Records contained in a dataset
►
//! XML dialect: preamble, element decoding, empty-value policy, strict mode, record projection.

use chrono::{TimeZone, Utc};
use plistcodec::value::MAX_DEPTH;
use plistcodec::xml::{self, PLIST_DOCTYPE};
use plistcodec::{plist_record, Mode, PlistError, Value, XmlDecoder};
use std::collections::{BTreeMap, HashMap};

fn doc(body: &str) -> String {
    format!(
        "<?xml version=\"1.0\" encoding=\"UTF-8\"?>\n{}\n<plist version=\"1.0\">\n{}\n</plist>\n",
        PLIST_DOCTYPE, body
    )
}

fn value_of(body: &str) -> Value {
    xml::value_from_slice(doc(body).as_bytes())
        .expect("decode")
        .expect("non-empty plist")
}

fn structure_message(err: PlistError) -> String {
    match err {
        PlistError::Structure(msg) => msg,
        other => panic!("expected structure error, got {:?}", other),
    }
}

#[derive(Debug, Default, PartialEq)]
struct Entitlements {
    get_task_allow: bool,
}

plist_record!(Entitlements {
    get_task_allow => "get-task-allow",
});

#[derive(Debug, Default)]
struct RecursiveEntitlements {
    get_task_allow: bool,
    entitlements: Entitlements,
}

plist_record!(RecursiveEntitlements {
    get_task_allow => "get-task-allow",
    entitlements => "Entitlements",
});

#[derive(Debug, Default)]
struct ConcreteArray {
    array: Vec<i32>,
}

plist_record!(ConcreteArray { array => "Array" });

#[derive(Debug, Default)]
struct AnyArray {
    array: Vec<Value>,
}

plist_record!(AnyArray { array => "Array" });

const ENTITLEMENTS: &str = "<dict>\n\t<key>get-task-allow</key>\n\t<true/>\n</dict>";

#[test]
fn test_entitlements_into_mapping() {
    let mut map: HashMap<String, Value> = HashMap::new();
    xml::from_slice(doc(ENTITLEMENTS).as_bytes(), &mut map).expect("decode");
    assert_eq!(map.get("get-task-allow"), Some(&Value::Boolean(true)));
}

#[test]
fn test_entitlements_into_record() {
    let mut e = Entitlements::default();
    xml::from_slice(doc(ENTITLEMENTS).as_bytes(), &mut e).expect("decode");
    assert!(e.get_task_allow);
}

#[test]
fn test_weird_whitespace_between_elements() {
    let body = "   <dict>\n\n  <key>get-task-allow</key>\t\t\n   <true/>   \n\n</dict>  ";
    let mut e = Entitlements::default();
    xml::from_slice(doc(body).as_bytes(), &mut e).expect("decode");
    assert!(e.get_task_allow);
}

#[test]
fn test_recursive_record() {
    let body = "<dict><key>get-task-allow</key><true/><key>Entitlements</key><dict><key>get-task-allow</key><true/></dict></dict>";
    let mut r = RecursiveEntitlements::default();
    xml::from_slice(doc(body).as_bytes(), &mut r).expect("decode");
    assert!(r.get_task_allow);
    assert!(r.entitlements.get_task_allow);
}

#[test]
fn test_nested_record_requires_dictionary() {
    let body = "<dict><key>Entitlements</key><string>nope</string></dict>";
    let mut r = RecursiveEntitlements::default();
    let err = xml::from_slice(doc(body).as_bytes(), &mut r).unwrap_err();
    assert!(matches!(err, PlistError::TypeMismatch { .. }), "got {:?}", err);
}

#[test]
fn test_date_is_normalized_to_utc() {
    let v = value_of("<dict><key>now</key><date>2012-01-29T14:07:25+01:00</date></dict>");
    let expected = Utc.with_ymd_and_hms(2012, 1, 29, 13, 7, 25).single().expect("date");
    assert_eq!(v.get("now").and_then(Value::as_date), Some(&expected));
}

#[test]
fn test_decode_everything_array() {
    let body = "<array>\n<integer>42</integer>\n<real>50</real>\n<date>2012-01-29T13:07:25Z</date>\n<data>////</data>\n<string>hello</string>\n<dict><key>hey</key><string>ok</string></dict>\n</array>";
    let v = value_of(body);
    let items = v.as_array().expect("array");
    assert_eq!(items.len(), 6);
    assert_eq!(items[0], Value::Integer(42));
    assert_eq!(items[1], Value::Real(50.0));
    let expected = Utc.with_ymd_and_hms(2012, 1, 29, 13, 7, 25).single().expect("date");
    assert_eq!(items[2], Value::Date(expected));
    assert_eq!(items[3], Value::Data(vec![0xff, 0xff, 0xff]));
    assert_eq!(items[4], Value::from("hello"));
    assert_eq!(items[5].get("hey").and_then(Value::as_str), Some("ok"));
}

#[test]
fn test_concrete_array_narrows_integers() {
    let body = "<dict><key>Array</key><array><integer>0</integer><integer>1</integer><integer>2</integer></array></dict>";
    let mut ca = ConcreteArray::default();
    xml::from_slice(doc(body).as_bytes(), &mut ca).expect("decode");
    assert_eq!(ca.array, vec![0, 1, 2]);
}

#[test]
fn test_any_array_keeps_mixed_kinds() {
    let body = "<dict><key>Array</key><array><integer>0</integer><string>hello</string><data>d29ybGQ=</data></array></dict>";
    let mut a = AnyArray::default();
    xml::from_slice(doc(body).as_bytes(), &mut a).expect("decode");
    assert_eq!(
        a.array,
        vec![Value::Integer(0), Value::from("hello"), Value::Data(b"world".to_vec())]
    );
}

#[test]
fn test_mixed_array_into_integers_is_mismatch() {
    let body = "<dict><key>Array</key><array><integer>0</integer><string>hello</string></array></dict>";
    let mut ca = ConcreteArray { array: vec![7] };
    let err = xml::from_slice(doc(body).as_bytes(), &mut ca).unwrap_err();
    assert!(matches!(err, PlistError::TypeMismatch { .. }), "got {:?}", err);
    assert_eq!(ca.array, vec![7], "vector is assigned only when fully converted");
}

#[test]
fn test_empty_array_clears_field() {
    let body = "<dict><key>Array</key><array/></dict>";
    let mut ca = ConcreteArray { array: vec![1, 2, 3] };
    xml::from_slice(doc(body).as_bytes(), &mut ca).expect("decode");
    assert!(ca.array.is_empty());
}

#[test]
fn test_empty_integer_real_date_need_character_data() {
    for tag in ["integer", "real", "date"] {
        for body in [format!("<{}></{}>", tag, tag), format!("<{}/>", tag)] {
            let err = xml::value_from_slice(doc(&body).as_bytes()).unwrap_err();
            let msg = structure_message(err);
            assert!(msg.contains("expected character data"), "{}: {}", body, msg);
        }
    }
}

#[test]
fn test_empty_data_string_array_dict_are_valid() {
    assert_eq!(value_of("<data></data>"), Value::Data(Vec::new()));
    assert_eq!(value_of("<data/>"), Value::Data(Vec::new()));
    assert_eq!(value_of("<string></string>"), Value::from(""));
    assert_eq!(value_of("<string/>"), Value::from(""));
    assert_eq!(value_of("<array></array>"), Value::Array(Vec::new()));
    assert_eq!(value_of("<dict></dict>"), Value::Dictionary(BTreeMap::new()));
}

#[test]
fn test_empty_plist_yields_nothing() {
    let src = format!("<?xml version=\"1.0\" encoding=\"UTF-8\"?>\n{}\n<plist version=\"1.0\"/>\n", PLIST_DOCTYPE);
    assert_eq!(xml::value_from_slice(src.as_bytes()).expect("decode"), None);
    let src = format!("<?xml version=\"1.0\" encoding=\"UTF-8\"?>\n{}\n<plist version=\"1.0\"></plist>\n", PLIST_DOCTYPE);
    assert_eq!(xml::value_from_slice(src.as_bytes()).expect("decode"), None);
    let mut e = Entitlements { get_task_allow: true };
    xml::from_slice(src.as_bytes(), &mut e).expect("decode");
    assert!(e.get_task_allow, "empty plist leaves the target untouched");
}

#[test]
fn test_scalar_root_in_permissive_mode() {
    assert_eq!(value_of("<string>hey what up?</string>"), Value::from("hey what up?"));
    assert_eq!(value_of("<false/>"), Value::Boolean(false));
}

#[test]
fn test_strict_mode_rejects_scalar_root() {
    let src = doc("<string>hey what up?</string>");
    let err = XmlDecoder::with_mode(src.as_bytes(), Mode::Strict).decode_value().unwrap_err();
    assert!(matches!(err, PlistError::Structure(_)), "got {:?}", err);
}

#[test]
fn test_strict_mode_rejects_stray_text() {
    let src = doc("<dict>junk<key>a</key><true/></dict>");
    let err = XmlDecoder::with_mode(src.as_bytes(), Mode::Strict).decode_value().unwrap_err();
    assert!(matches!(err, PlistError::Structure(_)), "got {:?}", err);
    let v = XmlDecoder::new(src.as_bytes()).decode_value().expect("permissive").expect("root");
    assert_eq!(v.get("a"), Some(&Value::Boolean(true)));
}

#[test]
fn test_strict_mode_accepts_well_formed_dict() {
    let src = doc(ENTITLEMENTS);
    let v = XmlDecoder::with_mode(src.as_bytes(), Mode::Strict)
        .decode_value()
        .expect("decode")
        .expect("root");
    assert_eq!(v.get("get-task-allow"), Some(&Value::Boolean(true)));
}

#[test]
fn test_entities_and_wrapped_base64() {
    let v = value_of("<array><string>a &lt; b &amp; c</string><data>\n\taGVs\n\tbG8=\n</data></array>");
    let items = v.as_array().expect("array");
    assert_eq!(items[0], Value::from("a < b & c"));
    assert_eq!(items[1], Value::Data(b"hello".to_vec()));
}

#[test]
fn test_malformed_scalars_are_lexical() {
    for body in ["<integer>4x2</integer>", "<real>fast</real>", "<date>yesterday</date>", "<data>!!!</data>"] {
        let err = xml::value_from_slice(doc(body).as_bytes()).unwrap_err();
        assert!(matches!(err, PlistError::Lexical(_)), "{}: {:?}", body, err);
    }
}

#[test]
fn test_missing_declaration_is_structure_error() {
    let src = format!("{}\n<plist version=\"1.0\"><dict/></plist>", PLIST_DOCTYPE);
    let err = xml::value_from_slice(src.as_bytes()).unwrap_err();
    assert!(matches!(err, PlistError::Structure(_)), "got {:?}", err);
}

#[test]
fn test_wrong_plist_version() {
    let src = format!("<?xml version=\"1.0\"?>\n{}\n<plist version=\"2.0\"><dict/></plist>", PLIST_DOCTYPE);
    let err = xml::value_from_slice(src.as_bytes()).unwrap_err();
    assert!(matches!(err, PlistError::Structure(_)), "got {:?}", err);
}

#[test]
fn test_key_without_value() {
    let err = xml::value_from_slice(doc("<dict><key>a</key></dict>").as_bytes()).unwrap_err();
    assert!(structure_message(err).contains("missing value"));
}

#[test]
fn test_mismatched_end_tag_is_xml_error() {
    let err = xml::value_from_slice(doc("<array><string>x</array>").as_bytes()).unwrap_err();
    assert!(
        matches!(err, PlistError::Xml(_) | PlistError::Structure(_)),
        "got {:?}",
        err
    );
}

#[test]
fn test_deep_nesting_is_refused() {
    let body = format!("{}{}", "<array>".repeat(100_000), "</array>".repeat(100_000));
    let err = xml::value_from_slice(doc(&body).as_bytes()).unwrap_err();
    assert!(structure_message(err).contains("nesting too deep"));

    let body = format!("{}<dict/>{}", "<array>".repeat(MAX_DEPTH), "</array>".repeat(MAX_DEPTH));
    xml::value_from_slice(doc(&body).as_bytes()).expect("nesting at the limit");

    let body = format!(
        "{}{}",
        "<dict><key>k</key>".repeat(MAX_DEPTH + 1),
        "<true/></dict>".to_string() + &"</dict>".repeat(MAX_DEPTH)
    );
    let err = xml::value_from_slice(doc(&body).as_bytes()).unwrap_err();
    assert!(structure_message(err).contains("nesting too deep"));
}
◄
►
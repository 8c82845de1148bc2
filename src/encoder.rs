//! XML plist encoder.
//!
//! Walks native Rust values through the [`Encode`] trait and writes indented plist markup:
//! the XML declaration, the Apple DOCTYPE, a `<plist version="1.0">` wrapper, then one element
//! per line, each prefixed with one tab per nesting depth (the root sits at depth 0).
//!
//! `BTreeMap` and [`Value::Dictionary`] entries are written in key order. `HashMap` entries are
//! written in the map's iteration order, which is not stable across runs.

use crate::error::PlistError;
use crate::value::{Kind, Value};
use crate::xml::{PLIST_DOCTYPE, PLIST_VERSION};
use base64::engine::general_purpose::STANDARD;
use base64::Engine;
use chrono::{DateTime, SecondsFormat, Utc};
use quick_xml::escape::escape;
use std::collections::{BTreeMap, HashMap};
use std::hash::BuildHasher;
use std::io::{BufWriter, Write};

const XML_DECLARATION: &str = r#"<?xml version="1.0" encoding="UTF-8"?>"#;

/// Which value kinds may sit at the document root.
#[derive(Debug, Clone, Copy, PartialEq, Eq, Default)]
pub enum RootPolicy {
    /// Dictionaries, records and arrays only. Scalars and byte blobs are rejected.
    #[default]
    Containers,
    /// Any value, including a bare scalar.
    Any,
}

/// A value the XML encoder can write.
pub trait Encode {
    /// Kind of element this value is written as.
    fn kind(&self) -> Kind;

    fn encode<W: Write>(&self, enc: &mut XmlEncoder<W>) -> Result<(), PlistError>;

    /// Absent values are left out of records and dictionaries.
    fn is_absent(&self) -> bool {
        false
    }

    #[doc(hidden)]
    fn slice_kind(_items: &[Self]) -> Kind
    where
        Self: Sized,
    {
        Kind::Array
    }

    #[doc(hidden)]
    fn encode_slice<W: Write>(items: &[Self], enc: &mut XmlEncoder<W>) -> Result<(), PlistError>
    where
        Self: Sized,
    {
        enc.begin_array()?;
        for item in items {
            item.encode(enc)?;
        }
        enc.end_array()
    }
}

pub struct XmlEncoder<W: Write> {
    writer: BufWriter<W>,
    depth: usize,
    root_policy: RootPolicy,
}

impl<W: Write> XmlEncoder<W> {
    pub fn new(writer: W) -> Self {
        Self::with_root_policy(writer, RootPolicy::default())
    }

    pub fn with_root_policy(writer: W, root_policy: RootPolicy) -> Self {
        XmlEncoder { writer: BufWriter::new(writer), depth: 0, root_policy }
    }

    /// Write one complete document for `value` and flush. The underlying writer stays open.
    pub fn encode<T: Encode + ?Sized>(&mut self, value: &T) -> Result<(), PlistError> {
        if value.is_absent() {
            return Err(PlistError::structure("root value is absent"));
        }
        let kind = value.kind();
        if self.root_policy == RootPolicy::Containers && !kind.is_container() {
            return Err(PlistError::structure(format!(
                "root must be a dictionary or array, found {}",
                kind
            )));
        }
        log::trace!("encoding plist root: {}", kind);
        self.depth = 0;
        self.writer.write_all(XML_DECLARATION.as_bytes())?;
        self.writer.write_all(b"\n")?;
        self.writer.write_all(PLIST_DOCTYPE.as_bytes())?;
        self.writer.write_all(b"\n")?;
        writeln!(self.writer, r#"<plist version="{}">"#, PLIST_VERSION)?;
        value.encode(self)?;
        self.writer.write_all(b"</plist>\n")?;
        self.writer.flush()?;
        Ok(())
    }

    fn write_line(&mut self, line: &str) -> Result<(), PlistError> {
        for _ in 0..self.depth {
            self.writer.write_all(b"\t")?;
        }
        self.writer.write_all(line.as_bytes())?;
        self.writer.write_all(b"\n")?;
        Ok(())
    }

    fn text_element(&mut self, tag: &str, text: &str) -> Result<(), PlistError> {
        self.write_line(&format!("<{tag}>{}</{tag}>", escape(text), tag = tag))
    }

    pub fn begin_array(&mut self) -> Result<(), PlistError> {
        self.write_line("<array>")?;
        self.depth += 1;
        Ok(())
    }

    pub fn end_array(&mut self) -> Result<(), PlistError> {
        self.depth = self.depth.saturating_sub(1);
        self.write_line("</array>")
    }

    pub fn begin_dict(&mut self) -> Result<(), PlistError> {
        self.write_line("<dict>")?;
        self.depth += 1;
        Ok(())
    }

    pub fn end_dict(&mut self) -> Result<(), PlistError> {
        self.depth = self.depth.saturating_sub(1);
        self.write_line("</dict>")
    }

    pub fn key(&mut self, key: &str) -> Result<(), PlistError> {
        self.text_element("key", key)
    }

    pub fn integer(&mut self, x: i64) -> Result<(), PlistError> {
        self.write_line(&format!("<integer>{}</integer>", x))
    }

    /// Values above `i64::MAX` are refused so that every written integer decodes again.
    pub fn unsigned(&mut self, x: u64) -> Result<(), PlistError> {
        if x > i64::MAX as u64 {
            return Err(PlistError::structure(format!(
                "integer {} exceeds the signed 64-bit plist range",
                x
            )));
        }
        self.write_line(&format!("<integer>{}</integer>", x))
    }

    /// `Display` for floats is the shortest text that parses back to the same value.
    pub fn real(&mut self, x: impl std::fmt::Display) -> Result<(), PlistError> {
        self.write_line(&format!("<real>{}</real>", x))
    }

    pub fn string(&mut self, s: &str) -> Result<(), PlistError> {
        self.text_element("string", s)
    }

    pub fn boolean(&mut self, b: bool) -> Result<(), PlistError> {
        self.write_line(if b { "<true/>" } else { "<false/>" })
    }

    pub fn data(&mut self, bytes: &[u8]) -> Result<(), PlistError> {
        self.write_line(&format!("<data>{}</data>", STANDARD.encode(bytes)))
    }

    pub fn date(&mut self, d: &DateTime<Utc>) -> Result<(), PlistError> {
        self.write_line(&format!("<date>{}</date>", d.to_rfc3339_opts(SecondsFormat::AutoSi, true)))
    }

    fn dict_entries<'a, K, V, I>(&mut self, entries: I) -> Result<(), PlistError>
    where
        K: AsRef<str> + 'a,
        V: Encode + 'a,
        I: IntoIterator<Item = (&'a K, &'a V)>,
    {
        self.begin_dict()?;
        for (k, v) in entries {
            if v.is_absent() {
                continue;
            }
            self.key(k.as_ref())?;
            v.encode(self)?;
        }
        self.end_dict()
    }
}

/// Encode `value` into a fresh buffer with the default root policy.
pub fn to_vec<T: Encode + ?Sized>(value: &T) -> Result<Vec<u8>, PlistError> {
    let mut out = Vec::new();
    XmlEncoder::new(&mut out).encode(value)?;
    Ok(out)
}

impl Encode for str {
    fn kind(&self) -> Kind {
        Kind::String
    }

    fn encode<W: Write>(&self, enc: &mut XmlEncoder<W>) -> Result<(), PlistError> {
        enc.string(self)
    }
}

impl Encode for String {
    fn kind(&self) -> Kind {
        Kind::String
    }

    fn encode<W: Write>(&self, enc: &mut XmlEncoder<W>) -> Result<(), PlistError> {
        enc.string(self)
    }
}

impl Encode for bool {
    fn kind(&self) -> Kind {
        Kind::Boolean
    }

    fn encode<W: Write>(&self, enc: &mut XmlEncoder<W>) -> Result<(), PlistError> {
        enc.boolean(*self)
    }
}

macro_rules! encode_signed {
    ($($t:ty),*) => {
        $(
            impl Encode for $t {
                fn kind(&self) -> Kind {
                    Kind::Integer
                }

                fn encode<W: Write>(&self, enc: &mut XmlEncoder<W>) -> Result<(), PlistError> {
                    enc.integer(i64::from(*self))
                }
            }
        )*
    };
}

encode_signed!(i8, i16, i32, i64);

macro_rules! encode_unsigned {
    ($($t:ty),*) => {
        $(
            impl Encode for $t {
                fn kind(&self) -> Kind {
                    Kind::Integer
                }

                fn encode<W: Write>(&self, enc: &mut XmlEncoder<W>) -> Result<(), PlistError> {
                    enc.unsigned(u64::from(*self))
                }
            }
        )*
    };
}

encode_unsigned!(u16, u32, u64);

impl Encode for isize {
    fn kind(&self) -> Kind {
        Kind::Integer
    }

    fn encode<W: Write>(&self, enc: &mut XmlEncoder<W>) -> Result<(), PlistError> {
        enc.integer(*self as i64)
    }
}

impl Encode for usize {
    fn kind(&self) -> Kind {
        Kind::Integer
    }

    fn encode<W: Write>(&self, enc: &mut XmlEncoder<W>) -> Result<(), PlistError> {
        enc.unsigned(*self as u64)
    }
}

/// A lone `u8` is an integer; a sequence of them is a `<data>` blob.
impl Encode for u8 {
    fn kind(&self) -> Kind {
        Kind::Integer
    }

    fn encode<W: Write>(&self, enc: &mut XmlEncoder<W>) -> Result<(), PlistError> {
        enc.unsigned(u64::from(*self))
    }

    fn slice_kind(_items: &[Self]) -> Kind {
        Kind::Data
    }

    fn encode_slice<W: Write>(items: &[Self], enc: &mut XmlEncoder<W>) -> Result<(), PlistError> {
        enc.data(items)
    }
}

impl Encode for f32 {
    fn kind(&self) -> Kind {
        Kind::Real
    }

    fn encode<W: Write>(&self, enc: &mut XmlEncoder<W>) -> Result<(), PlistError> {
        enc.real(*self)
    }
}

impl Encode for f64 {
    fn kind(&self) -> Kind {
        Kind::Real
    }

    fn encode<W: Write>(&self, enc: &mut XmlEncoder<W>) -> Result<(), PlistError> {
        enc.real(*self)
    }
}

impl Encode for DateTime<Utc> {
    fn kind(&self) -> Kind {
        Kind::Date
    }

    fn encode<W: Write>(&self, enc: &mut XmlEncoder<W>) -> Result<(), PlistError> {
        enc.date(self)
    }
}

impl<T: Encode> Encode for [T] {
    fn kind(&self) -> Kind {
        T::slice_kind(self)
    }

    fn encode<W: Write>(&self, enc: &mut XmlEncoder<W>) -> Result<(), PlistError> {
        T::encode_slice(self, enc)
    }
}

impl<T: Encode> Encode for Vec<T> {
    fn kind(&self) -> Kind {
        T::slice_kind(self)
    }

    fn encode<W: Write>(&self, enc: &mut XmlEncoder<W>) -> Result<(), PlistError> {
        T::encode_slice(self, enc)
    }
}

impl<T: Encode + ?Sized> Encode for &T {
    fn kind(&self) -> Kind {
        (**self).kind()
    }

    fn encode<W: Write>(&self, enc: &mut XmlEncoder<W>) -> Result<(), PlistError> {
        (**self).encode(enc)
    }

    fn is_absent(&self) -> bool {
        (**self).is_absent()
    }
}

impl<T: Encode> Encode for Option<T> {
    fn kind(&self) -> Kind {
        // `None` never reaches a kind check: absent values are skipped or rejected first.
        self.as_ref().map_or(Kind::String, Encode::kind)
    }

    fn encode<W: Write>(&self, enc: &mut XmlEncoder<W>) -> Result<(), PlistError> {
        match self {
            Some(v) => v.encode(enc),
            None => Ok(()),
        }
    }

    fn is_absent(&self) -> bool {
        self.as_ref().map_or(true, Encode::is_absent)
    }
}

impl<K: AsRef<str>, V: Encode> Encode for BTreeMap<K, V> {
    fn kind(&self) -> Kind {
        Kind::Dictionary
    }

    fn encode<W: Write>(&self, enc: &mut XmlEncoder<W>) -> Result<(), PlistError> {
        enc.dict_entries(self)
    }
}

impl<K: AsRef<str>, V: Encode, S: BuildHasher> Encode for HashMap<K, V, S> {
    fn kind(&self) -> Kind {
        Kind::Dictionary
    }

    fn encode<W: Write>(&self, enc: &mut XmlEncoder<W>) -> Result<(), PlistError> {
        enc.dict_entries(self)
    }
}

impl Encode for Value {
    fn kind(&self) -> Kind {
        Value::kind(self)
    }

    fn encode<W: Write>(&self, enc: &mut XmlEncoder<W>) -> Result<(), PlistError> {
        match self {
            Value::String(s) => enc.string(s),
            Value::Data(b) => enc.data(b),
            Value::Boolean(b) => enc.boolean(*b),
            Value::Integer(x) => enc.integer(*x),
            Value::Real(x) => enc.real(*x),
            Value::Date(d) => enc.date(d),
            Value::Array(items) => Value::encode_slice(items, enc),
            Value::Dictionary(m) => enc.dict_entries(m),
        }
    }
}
◄
►
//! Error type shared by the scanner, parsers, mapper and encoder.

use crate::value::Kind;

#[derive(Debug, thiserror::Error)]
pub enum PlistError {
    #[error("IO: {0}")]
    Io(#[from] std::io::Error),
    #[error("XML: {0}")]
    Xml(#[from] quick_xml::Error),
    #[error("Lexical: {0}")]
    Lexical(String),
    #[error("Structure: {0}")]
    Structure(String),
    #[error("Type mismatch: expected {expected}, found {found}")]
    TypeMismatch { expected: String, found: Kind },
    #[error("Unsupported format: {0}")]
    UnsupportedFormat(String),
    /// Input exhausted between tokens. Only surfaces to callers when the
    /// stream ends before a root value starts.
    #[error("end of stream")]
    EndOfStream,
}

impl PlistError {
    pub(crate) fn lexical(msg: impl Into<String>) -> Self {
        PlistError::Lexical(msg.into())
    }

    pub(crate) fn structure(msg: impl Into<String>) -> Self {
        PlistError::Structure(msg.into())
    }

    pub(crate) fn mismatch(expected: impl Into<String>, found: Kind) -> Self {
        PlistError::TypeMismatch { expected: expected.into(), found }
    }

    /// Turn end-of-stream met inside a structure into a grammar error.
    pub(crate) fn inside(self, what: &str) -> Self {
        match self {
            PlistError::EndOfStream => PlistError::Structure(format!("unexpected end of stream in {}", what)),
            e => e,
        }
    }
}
◄
_Prompt:_ Work out how many lines of the records contain the word "AnyArray", and give only that number.

_Output of the exercise:_ 3